Mountain Justice, RAMPS disrupt coal transport at two locations in upper Kanawha Valley

On Thursday, May 24, As part of the   Mountain Justice Summer Action Camp taking place at the Appalachian South Folklife Center near Pipestem, WV, five members of Mountain Justice and

RAMPS boarded a coal barge to protest the destruction of mountains in West Virginia through Mountaintop removal, while other members and their fellow concerned activists blocked coal transport at approximately 10 a.m. .

Location one:  Chelyan protesters block coal barge shipment

Catherine-Ann MacDougal, 24, of Rock Creek, WV, joined by Ricki Draper, 21, of Greensboro, NC Nathan Joseph, 23, of New Orleans, LA, Rebecca Loeb, 24, of Maynard, MA and Jacob Mack-Boll, 20, Lancaster, PA, boarded a coal barge on the Kanawha River near Cheleyan, West Virginia.

Joseph, Loeb and MacDougal locked  themselves on the barge beside Kanawa River Terminal's Quincy Dock , while  Draper and Mack-Boll boarded and served as worker liaisons.  The group tried to raise a large banner that read “Coal leaves, cancer stays” before being stopped by company workers. They immobilized the barge for  three hours before police removed them at about  1:00 pm.
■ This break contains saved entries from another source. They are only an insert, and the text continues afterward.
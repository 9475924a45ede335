//! The per-particle state bundle
//!
//! One particle owns everything it believes: the path-state belief, the
//! learned covariances, the transition model, and a one-step genealogy back
//! to the particle it was cloned from. The graph is the only shared
//! structure, and it is read-only.

use std::sync::Arc;

use geo::{Coord, LineString};
use nalgebra::SMatrix;

use crate::geom::{extract, snap, location_to_length};
use crate::graph::GraphEdge;
use crate::models::covariance::{InverseWishart, ScaledInverseGamma};
use crate::models::observation::GpsObservation;
use crate::models::parameter::{BayesianParameter, SimpleParameter};
use crate::models::transition::OnOffEdgeTransition;
use crate::paths::{PathState, PathStateBelief};
use crate::types::svd::SvdCovariance;
use crate::Result;

/// One particle of the vehicle-state distribution.
#[derive(Debug, Clone)]
pub struct VehicleStateDistribution {
    observation: Arc<GpsObservation>,
    /// Sampled concrete path state together with its Gaussian prior.
    pub path_state_param: BayesianParameter<PathState, (), PathStateBelief>,
    /// GPS error covariance with its inverse-gamma prior.
    pub observation_covariance_param: SimpleParameter<SvdCovariance<2>, ScaledInverseGamma>,
    /// Road-model acceleration noise (scalar) with its prior.
    pub on_road_covariance_param: SimpleParameter<SMatrix<f64, 1, 1>, InverseWishart<1>>,
    /// Ground-model acceleration noise (2×2) with its prior.
    pub off_road_covariance_param: SimpleParameter<SMatrix<f64, 2, 2>, InverseWishart<2>>,
    /// On/off-edge transition model (carries its own Dirichlet priors).
    pub edge_transition_param: OnOffEdgeTransition,
    /// Log-likelihood of the observation under the predictive distribution,
    /// set by the predictor; the outer filter resamples on it.
    pub log_likelihood: f64,
    parent: Option<Box<VehicleStateDistribution>>,
}

impl VehicleStateDistribution {
    pub fn new(
        observation: Arc<GpsObservation>,
        belief: PathStateBelief,
        observation_covariance_param: SimpleParameter<SvdCovariance<2>, ScaledInverseGamma>,
        on_road_covariance_param: SimpleParameter<SMatrix<f64, 1, 1>, InverseWishart<1>>,
        off_road_covariance_param: SimpleParameter<SMatrix<f64, 2, 2>, InverseWishart<2>>,
        edge_transition_param: OnOffEdgeTransition,
    ) -> Self {
        let value = belief.mean_state();
        Self {
            observation,
            path_state_param: BayesianParameter::new(value, (), belief),
            observation_covariance_param,
            on_road_covariance_param,
            off_road_covariance_param,
            edge_transition_param,
            log_likelihood: 0.0,
            parent: None,
        }
    }

    #[inline]
    pub fn observation(&self) -> &Arc<GpsObservation> {
        &self.observation
    }

    /// Rebinds the particle to a newer observation.
    pub fn set_observation(&mut self, observation: Arc<GpsObservation>) {
        self.observation = observation;
    }

    /// The current path-state belief.
    #[inline]
    pub fn belief(&self) -> &PathStateBelief {
        &self.path_state_param.prior
    }

    /// The previous particle, when one step of genealogy is retained.
    pub fn parent(&self) -> Option<&VehicleStateDistribution> {
        self.parent.as_deref()
    }

    /// Installs the parent, severing the grandparent chain so genealogy
    /// stays one step deep.
    pub fn set_parent(&mut self, parent: &VehicleStateDistribution) {
        let mut copy = parent.clone();
        copy.parent = None;
        self.parent = Some(Box::new(copy));
    }

    /// The edge the particle currently occupies.
    pub fn current_edge(&self) -> GraphEdge {
        match self.belief().edge() {
            Some(edge) => GraphEdge::Real(edge.graph_edge().clone()),
            None => GraphEdge::Null,
        }
    }

    /// Mean planar location of the belief.
    pub fn mean_location(&self) -> Result<Coord<f64>> {
        let ground = self.belief().ground_belief()?;
        Ok(Coord {
            x: ground.mean.index(0),
            y: ground.mean.index(2),
        })
    }

    /// The geometry traversed since the parent particle, when both states
    /// are on-road: the subline of the current path between the parent's
    /// position (snapped onto it) and the current arc-length. `None`
    /// off-road or without a parent.
    pub fn movement_path(&self) -> Result<Option<LineString<f64>>> {
        let parent = match self.parent() {
            Some(p) => p,
            None => return Ok(None),
        };

        let (path, state) = match &self.path_state_param.value {
            PathState::OnRoad { path, state } => (path, state),
            PathState::Ground(_) => return Ok(None),
        };
        if !parent.path_state_param.value.is_on_road() {
            return Ok(None);
        }

        let parent_ground = parent.path_state_param.value.ground_state()?;
        let parent_pos = Coord {
            x: parent_ground.index(0),
            y: parent_ground.index(2),
        };
        let (loc, _) = snap(path.geometry(), parent_pos);
        let start = location_to_length(path.geometry(), &loc);
        let end = state.index(0).abs();

        Ok(Some(extract(path.geometry(), start, end)))
    }
}

#[cfg(test)]
mod tests {
    use super::*;
    use crate::paths::RoadPath;
    use crate::types::gaussian::GaussianBelief;
    use crate::types::spaces::{ObsVector, RoadState};
    use geo::line_string;
    use nalgebra::{matrix, vector};

    fn particle(belief: PathStateBelief) -> VehicleStateDistribution {
        let obs = Arc::new(GpsObservation::projected_only(
            "t",
            0.0,
            ObsVector::zeros(),
            0,
            None,
        ));
        VehicleStateDistribution::new(
            obs,
            belief,
            SimpleParameter::simple(
                SvdCovariance::from_diagonal(&vector![4.0, 4.0]),
                ScaledInverseGamma::default_observation_prior(),
            ),
            SimpleParameter::simple(matrix![0.5], InverseWishart::centered_on(matrix![0.5])),
            SimpleParameter::simple(
                matrix![0.5, 0.0; 0.0, 0.5],
                InverseWishart::centered_on(matrix![0.5, 0.0; 0.0, 0.5]),
            ),
            OnOffEdgeTransition::new([10.0, 1.0], [10.0, 1.0]),
        )
    }

    fn east_path() -> RoadPath {
        let edge = Arc::new(crate::graph::RoadEdge::new(
            1,
            line_string![(x: 0.0, y: 0.0), (x: 1000.0, y: 0.0)],
            false,
        ));
        RoadPath::from_graph_edges(&[edge], false)
    }

    #[test]
    fn test_current_edge_modes() {
        let on = particle(PathStateBelief::on_road(
            east_path(),
            GaussianBelief::new(RoadState::from_array([5.0, 1.0]), SvdCovariance::identity()),
        ));
        assert!(!on.current_edge().is_null());

        let off = particle(PathStateBelief::Ground(GaussianBelief::new(
            crate::types::spaces::GroundState::from_array([0.0, 0.0, 50.0, 0.0]),
            SvdCovariance::identity(),
        )));
        assert!(off.current_edge().is_null());
    }

    #[test]
    fn test_parent_chain_truncated() {
        let a = particle(PathStateBelief::on_road(
            east_path(),
            GaussianBelief::new(RoadState::from_array([5.0, 1.0]), SvdCovariance::identity()),
        ));
        let mut b = a.clone();
        b.set_parent(&a);
        let mut c = particle(PathStateBelief::on_road(
            east_path(),
            GaussianBelief::new(RoadState::from_array([15.0, 1.0]), SvdCovariance::identity()),
        ));
        c.set_parent(&b);

        assert!(c.parent().is_some());
        assert!(c.parent().unwrap().parent().is_none());
    }

    #[test]
    fn test_movement_path_on_road() {
        let a = particle(PathStateBelief::on_road(
            east_path(),
            GaussianBelief::new(RoadState::from_array([20.0, 10.0]), SvdCovariance::identity()),
        ));
        let mut b = particle(PathStateBelief::on_road(
            east_path(),
            GaussianBelief::new(RoadState::from_array([80.0, 10.0]), SvdCovariance::identity()),
        ));
        b.set_parent(&a);

        let path = b.movement_path().unwrap().unwrap();
        assert!((crate::geom::total_length(&path) - 60.0).abs() < 1e-9);
    }

    #[test]
    fn test_movement_path_none_off_road() {
        let a = particle(PathStateBelief::Ground(GaussianBelief::new(
            crate::types::spaces::GroundState::zeros(),
            SvdCovariance::identity(),
        )));
        let mut b = a.clone();
        b.set_parent(&a);
        assert!(b.movement_path().unwrap().is_none());
    }
}
//! Path-state differencing
//!
//! Subtracting two on-road states is only meaningful once their paths are
//! related: the to-path may continue the from-path, share its start, or do
//! either with reversed orientation. Each relation needs its own arithmetic
//! to express the difference in the to-path's frame. Any pair matching none
//! of the relations is a modeling bug and surfaces as a topology error.

use geo::Line;

use crate::types::spaces::RoadState;
use crate::{Result, TrackingError};

use super::state::PathState;

/// The difference between two path states, in the frame of the `to` state.
#[derive(Debug, Clone)]
pub enum StateDelta {
    /// Difference of ground states (either state was off-road).
    Ground(crate::types::spaces::GroundState),
    /// Difference in road coordinates along the `to` path.
    Road(RoadState),
}

impl StateDelta {
    /// The squared Euclidean norm of the delta.
    pub fn norm_squared(&self) -> f64 {
        match self {
            StateDelta::Ground(g) => g.norm_squared(),
            StateDelta::Road(r) => r.norm_squared(),
        }
    }
}

fn lines_equal_topo(a: &Line<f64>, b: &Line<f64>) -> bool {
    (a.start == b.start && a.end == b.end) || (a.start == b.end && a.end == b.start)
}

/// Computes `to − from` across the recognized path relations.
///
/// `use_raw` relaxes the distance upper-bound check for callers differencing
/// unclamped states. Off-road on either side delegates to ground
/// subtraction.
pub fn state_diff(from: &PathState, to: &PathState, use_raw: bool) -> Result<StateDelta> {
    let (from_path, from_vec, to_path, to_vec) = match (from, to) {
        (
            PathState::OnRoad {
                path: from_path,
                state: from_state,
            },
            PathState::OnRoad {
                path: to_path,
                state: to_state,
            },
        ) => (from_path, from_state, to_path, to_state),
        _ => {
            let delta = to.ground_state()? - from.ground_state()?;
            return Ok(StateDelta::Ground(delta));
        }
    };

    let to_first_line = *to_path.first_edge().line();
    let to_last_line: Option<Line<f64>> = (to_path.edges().len() > 1)
        .then(|| *to_path.last_edge().line());

    let from_first_line = *from_path.first_edge().line();
    let from_last_line: Option<Line<f64>> = (from_path.edges().len() > 1)
        .then(|| *from_path.last_edge().line());

    let result: RoadState;
    let distance_max: f64;

    if from_last_line == Some(to_first_line) && from_last_line != to_last_line {
        // Head-to-tail: the to-path picks up where the from-path ends.
        let from_adj = if from_path.is_backward() {
            from_vec.scale(-1.0)
        } else {
            from_vec.clone()
        };
        let from_edge = from.edge().expect("on-road state has an edge");

        result = head_to_tail_diff(
            to_vec,
            to_path.is_backward(),
            &to_first_line,
            &from_adj,
            from_edge.dist_to_start(),
            from_path.last_edge().line(),
        );

        distance_max = from_path.total_path_distance().abs()
            + to_path.total_path_distance().abs()
            - crate::geom::segment_length(&from_last_line.expect("checked above"));
    } else if from_first_line == to_first_line {
        // Same start, same path directions.
        let from_adj = if to_path.is_backward() == from_path.is_backward() {
            from_vec.clone()
        } else {
            from_vec.scale(-1.0)
        };

        result = to_vec.clone() - from_adj;

        distance_max = from_path
            .total_path_distance()
            .abs()
            .max(to_path.total_path_distance().abs());
    } else if from_last_line.is_some_and(|l| lines_equal_topo(&l, &to_first_line)) {
        // Head-to-tail, but in opposite path directions.
        result = head_to_tail_rev_diff(to, from);

        distance_max = from_path.total_path_distance().abs()
            + to_path.total_path_distance().abs()
            - crate::geom::segment_length(&from_last_line.expect("checked above"));
    } else if lines_equal_topo(&from_first_line, &to_first_line) {
        // Opposite path directions from the same starting location.
        let adjusted_location =
            -(from_vec.index(0).abs() - from_path.first_edge().length());
        let dist_diff =
            to_path.direction_sign() * (to_vec.index(0).abs() - adjusted_location);

        let to_vel = to_vec.index(1);
        let from_vel = if from_path.is_backward() != to_path.is_backward() {
            from_vec.index(1)
        } else {
            -from_vec.index(1)
        };
        let vel_diff = to_vel - from_vel;

        result = RoadState::from_array([dist_diff, vel_diff]);

        distance_max = from_path
            .total_path_distance()
            .abs()
            .max(to_path.total_path_distance().abs());
    } else if to_last_line == Some(from_first_line) {
        // Head-to-tail with from and to exchanged.
        let mut from_adj = if to_path.is_backward() == from_path.is_backward() {
            from_vec.clone()
        } else {
            from_vec.scale(-1.0)
        };
        from_adj.set_index(0, from_adj.index(0) + to_path.last_edge().dist_to_start());

        result = to_vec.clone() - from_adj;

        distance_max = from_path
            .total_path_distance()
            .abs()
            .max(to_path.total_path_distance().abs());
    } else {
        return Err(TrackingError::Topology(format!(
            "paths are unrelated: from total {} to total {}",
            from_path.total_path_distance(),
            to_path.total_path_distance()
        )));
    }

    debug_assert!(
        use_raw || result.index(0).abs() - distance_max <= 1.0,
        "state diff exceeds the path-distance bound"
    );
    #[cfg(debug_assertions)]
    {
        if let (Ok(tg), Ok(fg)) = (to.ground_state(), from.ground_state()) {
            let chord_sq = (tg - fg).norm_squared();
            debug_assert!(
                chord_sq - result.norm_squared() <= 1.0,
                "state diff shorter than the Euclidean chord"
            );
        }
    }

    Ok(StateDelta::Road(result))
}

/// Difference for the head-to-tail relation: expresses the from-state's
/// distance in the to-path frame (origin at the to-path start) and subtracts.
fn head_to_tail_diff(
    to_state: &RoadState,
    to_state_is_backward: bool,
    to_start_edge: &Line<f64>,
    from_state: &RoadState,
    from_state_dist_to_start: f64,
    from_last_edge: &Line<f64>,
) -> RoadState {
    let to_sign = if to_state_is_backward { -1.0 } else { 1.0 };

    // The from-state's distance along its path, re-based onto the start of
    // the to-path (the shared edge).
    let from_flip_dist = from_state.index(0).abs() - from_state_dist_to_start.abs();

    let to_dist = to_state.index(0).abs();
    let length_diff = to_sign * (to_dist - from_flip_dist);

    let to_vel = to_sign * to_state.index(1);
    let from_vel = if from_last_edge == to_start_edge {
        from_state.index(1)
    } else {
        -from_state.index(1)
    };

    RoadState::from_array([length_diff, to_vel - from_vel])
}

/// Difference for the head-to-tail relation with opposite orientations: the
/// other state is flipped around to travel the same direction as this state.
fn head_to_tail_rev_diff(this: &PathState, other: &PathState) -> RoadState {
    let (this_path, this_vec) = match this {
        PathState::OnRoad { path, state } => (path, state),
        PathState::Ground(_) => unreachable!("callers guarantee on-road"),
    };
    let (other_path, other_vec) = match other {
        PathState::OnRoad { path, state } => (path, state),
        PathState::Ground(_) => unreachable!("callers guarantee on-road"),
    };

    let this_dir = this_path.direction_sign();
    let other_dir = other_path.direction_sign();

    let other_dist = this_dir
        * (other_path.total_path_distance().abs() - other_vec.index(0).abs());

    // Normed velocities: positive for motion in the direction of geometry.
    let other_vel_norm_rev = -other_dir * other_vec.index(1);
    let this_vel_norm = this_dir * this_vec.index(1);
    let rel_vel_diff = this_dir * (this_vel_norm - other_vel_norm_rev);

    RoadState::from_array([this_vec.index(0) - other_dist, rel_vel_diff])
}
Police charged Joseph, Loeb and MacDougal with trespass after being asked to leave and obstruction, both misdemeanors.  They charged Draper and Mack-Boll with trespass after being  asked to leave. All five were arrested on a $10,000 bail with an option of $1,000 surety bond. Loeb and MacDougal intend to continue their protest  stay in jail until their court dates.  The other three were released at around 5:00 p.m. Draper stated,
I am incredibly proud to stand today with the century-long Appalachian resistance against the devastating effects of the coal industry. I have broken the law because the legal system is broken. I have broken the law because mountaintop removal is destroying our health, our mountains, and our futures. I have broken the law because the destruction of our landbase, which is our endowment, is legal.
Barge protesters come from near and far

Catherine Ann MacDougal of Rock Creek, had already engaged in the Bee Tree Hollow Tree Sit in Coal River Valley for thirty days during July and August 2011.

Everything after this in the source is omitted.